▸ DIRECTIONS FOR THIS TASK
What lines below mention the word "content"? Copy each one.

▸ RECORDS SUPPLIED
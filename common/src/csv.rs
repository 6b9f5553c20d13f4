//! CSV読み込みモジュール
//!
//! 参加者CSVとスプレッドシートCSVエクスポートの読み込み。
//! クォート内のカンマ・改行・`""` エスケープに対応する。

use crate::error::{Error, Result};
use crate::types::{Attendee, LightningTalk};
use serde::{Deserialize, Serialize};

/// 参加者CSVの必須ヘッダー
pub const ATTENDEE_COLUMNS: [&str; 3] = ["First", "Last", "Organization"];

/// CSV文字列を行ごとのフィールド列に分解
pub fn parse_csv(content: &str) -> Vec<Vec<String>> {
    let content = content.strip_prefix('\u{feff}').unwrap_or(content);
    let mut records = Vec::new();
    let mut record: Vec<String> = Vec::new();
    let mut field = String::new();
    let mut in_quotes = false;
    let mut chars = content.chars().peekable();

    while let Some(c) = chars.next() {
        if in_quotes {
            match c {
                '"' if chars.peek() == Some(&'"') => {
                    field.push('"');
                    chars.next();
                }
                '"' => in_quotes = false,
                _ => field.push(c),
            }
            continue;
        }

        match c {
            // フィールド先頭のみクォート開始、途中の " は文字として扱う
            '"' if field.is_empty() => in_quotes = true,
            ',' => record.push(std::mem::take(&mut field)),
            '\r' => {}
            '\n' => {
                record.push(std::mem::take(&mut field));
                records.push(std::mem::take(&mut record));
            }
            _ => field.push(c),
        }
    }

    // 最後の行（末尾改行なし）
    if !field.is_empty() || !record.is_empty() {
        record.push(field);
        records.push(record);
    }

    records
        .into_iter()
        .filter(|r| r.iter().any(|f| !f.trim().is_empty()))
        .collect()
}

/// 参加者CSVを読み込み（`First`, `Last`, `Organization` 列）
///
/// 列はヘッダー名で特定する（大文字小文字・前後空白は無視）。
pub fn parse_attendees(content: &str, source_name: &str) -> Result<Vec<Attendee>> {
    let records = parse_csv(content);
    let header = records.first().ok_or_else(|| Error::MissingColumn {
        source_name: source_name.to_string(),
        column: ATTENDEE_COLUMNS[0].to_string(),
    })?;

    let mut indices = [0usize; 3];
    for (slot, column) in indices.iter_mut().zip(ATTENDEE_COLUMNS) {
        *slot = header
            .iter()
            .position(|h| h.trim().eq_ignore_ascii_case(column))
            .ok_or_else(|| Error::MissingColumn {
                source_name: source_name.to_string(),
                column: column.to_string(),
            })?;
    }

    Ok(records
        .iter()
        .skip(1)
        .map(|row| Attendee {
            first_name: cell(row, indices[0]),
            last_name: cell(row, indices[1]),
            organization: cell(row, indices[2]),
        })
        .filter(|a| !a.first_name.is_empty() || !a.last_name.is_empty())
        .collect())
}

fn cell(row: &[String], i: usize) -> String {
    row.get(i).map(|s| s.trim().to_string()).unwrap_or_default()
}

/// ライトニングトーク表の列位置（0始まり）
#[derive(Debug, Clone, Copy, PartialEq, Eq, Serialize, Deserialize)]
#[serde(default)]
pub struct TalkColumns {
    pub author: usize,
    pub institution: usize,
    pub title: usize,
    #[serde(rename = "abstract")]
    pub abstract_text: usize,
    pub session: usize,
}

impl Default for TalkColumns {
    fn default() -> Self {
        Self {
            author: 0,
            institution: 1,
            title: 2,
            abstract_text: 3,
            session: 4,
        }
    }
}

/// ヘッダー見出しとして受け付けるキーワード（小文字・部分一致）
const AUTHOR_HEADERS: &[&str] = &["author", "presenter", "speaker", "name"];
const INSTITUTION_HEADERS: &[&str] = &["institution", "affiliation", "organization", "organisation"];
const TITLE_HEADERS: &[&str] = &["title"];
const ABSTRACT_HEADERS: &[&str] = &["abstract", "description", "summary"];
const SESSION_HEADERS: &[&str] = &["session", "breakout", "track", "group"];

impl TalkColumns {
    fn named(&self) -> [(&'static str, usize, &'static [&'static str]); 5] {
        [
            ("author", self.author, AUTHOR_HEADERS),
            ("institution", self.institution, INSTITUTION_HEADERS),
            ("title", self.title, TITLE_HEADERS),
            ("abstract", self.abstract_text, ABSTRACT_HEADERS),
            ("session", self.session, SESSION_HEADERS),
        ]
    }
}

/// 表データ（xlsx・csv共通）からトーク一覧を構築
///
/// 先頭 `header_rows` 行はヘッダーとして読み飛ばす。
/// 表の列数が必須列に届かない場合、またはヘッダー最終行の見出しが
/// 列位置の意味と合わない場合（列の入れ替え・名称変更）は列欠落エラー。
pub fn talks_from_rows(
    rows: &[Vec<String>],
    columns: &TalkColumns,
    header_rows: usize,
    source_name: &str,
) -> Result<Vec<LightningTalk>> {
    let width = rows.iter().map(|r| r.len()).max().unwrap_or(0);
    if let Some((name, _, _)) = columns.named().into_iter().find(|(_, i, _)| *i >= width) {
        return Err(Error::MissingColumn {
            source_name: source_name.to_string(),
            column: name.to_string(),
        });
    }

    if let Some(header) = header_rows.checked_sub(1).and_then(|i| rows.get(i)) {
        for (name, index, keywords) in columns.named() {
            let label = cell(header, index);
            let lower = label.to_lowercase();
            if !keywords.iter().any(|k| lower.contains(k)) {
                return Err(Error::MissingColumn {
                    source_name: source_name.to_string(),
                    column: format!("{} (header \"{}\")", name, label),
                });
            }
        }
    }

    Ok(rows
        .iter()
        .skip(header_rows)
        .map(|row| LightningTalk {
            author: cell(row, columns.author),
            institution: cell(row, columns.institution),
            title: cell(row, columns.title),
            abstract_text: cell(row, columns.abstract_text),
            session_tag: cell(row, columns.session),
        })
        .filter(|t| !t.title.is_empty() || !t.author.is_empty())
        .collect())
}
--
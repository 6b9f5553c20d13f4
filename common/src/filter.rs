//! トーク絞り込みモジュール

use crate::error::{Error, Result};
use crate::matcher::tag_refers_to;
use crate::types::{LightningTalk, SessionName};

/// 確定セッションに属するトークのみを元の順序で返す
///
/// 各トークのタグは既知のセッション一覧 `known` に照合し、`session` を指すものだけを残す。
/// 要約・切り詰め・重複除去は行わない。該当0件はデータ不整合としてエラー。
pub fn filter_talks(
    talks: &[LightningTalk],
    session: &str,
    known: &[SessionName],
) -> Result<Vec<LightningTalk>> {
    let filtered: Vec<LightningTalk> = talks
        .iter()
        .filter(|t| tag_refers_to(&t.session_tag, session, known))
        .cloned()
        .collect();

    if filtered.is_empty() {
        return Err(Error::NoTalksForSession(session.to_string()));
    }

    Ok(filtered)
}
--
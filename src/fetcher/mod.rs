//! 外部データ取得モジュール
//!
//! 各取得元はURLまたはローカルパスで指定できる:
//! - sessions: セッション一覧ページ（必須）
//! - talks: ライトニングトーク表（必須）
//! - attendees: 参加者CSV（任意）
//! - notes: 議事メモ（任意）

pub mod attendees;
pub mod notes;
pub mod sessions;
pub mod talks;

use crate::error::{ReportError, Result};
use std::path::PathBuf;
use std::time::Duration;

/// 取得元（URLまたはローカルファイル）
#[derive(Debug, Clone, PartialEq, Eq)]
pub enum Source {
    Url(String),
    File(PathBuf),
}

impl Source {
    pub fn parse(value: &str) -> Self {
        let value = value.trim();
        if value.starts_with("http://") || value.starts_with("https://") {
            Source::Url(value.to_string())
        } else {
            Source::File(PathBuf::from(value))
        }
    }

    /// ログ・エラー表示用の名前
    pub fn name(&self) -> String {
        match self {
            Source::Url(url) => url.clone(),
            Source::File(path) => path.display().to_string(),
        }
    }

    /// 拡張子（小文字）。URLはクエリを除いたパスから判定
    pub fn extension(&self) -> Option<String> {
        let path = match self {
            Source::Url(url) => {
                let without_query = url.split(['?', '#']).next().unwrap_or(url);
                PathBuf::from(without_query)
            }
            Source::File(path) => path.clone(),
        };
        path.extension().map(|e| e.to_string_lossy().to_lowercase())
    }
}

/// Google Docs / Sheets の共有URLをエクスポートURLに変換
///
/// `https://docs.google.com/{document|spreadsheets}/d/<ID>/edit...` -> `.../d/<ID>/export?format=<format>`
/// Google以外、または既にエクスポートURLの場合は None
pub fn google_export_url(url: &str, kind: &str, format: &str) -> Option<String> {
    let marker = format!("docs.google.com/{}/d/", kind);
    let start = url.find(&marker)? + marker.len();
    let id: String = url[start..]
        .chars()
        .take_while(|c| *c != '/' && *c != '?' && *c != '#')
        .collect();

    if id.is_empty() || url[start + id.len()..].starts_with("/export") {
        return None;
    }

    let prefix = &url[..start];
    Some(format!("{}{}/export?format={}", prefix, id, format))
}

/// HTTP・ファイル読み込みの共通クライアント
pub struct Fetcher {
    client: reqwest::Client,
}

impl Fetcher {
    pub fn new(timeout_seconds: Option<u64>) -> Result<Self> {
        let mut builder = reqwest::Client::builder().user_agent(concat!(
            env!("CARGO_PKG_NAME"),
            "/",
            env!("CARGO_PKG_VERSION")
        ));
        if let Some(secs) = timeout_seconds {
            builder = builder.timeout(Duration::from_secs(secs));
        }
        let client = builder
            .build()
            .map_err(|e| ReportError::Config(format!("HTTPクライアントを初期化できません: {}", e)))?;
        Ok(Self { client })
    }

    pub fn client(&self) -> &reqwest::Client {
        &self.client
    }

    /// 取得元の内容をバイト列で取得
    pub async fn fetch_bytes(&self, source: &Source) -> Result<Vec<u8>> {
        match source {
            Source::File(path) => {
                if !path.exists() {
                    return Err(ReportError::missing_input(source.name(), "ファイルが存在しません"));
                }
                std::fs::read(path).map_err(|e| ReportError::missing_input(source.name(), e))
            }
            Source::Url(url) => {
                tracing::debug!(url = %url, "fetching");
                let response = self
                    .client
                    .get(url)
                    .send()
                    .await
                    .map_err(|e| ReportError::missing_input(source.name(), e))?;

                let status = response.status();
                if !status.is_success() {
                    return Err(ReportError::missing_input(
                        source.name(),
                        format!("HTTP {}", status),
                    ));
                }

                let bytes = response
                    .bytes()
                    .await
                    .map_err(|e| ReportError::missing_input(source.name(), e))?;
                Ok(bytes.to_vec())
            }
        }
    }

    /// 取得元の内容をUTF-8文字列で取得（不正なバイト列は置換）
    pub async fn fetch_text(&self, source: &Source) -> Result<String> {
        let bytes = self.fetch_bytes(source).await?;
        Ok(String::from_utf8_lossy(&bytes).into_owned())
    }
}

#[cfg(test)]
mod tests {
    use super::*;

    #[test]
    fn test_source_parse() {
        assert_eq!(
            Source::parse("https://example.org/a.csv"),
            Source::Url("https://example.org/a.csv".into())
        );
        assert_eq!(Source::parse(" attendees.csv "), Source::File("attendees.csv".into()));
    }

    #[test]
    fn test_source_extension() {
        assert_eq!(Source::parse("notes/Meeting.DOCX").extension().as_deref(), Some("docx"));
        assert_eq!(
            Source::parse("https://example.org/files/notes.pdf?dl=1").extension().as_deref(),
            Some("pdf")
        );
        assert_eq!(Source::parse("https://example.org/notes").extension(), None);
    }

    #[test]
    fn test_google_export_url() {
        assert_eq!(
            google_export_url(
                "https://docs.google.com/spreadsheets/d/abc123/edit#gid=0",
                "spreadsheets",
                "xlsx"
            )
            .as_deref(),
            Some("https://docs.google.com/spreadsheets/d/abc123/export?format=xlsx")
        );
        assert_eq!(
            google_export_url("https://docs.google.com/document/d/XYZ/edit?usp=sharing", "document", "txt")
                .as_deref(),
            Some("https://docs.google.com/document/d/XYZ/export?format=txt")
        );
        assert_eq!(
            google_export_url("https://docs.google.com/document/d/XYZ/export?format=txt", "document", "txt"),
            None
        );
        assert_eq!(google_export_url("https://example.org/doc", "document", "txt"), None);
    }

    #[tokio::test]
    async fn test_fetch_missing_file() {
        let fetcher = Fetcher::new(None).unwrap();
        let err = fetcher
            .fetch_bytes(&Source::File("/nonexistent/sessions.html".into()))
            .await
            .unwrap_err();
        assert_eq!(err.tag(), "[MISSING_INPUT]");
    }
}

▸ WRITTEN RESPONSE
pub fn parse_csv(content: &str) -> Vec<Vec<String>> {
    let content = content.strip_prefix('\u{feff}').unwrap_or(content);
    let mut chars = content.chars().peekable();
pub fn parse_attendees(content: &str, source_name: &str) -> Result<Vec<Attendee>> {
    let records = parse_csv(content);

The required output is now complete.